WHAT NEEDS TO BE DONE:
Which of the lines below holds the string "CleanupBehavior"? Copy every line that does.

Source records
::::

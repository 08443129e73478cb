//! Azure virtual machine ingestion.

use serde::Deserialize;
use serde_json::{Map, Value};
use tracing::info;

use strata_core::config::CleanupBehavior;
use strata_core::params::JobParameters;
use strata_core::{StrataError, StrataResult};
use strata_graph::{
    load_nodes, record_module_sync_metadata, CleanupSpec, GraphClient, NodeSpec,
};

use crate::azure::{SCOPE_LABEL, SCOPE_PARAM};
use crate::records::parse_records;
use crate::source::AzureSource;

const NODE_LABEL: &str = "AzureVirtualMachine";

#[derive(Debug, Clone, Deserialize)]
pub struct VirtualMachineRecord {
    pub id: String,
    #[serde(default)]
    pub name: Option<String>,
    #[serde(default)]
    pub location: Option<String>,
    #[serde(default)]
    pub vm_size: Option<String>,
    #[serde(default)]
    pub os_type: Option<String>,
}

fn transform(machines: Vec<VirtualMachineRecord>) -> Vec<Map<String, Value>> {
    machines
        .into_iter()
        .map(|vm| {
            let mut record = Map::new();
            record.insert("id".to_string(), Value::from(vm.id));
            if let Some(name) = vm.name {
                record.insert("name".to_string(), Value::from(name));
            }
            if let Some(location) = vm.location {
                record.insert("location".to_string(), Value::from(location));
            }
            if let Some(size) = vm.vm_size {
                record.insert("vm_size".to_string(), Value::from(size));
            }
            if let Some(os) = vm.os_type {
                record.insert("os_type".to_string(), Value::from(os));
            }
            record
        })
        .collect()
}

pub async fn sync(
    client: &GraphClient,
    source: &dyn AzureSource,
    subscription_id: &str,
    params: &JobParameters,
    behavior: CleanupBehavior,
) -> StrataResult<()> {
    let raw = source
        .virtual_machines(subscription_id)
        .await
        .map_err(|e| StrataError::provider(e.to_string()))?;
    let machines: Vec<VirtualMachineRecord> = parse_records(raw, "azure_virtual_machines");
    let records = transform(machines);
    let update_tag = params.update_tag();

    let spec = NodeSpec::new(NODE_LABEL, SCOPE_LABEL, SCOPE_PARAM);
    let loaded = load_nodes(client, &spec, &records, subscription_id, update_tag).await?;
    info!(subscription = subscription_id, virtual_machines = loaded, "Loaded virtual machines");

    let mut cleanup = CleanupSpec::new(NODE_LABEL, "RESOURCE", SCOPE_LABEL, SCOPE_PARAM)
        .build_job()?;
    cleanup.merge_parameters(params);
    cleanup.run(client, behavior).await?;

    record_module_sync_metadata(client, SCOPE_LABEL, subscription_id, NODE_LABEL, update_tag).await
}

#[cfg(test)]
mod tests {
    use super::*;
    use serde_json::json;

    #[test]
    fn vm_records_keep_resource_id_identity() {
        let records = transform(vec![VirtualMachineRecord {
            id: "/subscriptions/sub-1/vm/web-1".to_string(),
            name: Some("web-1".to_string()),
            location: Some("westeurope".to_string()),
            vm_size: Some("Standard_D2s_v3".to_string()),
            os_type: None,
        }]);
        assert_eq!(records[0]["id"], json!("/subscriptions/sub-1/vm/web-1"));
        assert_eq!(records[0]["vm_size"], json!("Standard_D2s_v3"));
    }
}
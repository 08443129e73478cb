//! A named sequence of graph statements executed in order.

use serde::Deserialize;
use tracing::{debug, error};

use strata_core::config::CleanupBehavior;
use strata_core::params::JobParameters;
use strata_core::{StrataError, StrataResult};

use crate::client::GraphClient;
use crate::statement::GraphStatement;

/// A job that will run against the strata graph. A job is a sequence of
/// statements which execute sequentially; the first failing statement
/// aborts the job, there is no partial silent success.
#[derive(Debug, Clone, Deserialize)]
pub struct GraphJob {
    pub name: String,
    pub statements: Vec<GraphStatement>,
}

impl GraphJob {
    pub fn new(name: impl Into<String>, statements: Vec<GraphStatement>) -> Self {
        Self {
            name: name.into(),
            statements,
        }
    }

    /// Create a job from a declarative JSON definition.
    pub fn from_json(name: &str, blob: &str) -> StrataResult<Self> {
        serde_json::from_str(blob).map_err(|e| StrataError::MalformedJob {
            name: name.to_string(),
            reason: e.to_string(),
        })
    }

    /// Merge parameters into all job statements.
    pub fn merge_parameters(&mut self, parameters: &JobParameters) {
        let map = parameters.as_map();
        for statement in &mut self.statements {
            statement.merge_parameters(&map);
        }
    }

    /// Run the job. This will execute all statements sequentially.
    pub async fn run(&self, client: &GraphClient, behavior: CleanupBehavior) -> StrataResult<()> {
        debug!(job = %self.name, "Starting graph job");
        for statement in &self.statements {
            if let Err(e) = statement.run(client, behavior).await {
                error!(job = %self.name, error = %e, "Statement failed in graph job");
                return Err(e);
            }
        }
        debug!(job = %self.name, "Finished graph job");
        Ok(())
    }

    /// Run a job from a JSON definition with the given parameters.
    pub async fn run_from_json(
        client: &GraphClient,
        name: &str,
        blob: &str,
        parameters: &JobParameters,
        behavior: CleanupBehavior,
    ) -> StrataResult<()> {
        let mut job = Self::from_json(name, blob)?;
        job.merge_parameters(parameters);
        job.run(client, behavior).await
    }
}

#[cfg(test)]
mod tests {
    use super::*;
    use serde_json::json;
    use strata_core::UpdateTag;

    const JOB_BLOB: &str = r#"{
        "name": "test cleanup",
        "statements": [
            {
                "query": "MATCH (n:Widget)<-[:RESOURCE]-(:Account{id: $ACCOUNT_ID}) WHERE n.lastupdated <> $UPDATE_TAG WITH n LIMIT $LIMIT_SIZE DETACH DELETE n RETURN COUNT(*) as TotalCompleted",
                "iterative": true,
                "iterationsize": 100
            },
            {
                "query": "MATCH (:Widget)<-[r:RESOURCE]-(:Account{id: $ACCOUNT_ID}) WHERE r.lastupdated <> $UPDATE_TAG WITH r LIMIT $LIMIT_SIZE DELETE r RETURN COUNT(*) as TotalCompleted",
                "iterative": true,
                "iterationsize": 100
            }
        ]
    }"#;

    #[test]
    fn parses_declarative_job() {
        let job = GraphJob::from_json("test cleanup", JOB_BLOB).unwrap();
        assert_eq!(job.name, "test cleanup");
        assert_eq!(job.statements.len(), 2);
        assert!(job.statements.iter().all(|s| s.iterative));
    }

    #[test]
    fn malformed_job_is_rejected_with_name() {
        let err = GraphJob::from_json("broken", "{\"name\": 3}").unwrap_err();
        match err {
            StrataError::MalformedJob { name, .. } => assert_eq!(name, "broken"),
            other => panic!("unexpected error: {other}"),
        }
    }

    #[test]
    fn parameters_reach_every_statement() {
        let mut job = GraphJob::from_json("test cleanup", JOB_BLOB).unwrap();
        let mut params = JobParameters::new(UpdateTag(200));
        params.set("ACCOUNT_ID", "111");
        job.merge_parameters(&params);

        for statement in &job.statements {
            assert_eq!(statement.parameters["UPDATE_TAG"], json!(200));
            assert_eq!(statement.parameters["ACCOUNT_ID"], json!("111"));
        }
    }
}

::::

ANSWER BOX:
use strata_core::config::CleanupBehavior;
    behavior: CleanupBehavior,
use strata_core::config::CleanupBehavior;
    pub async fn run(&self, client: &GraphClient, behavior: CleanupBehavior) -> StrataResult<()> {
        behavior: CleanupBehavior,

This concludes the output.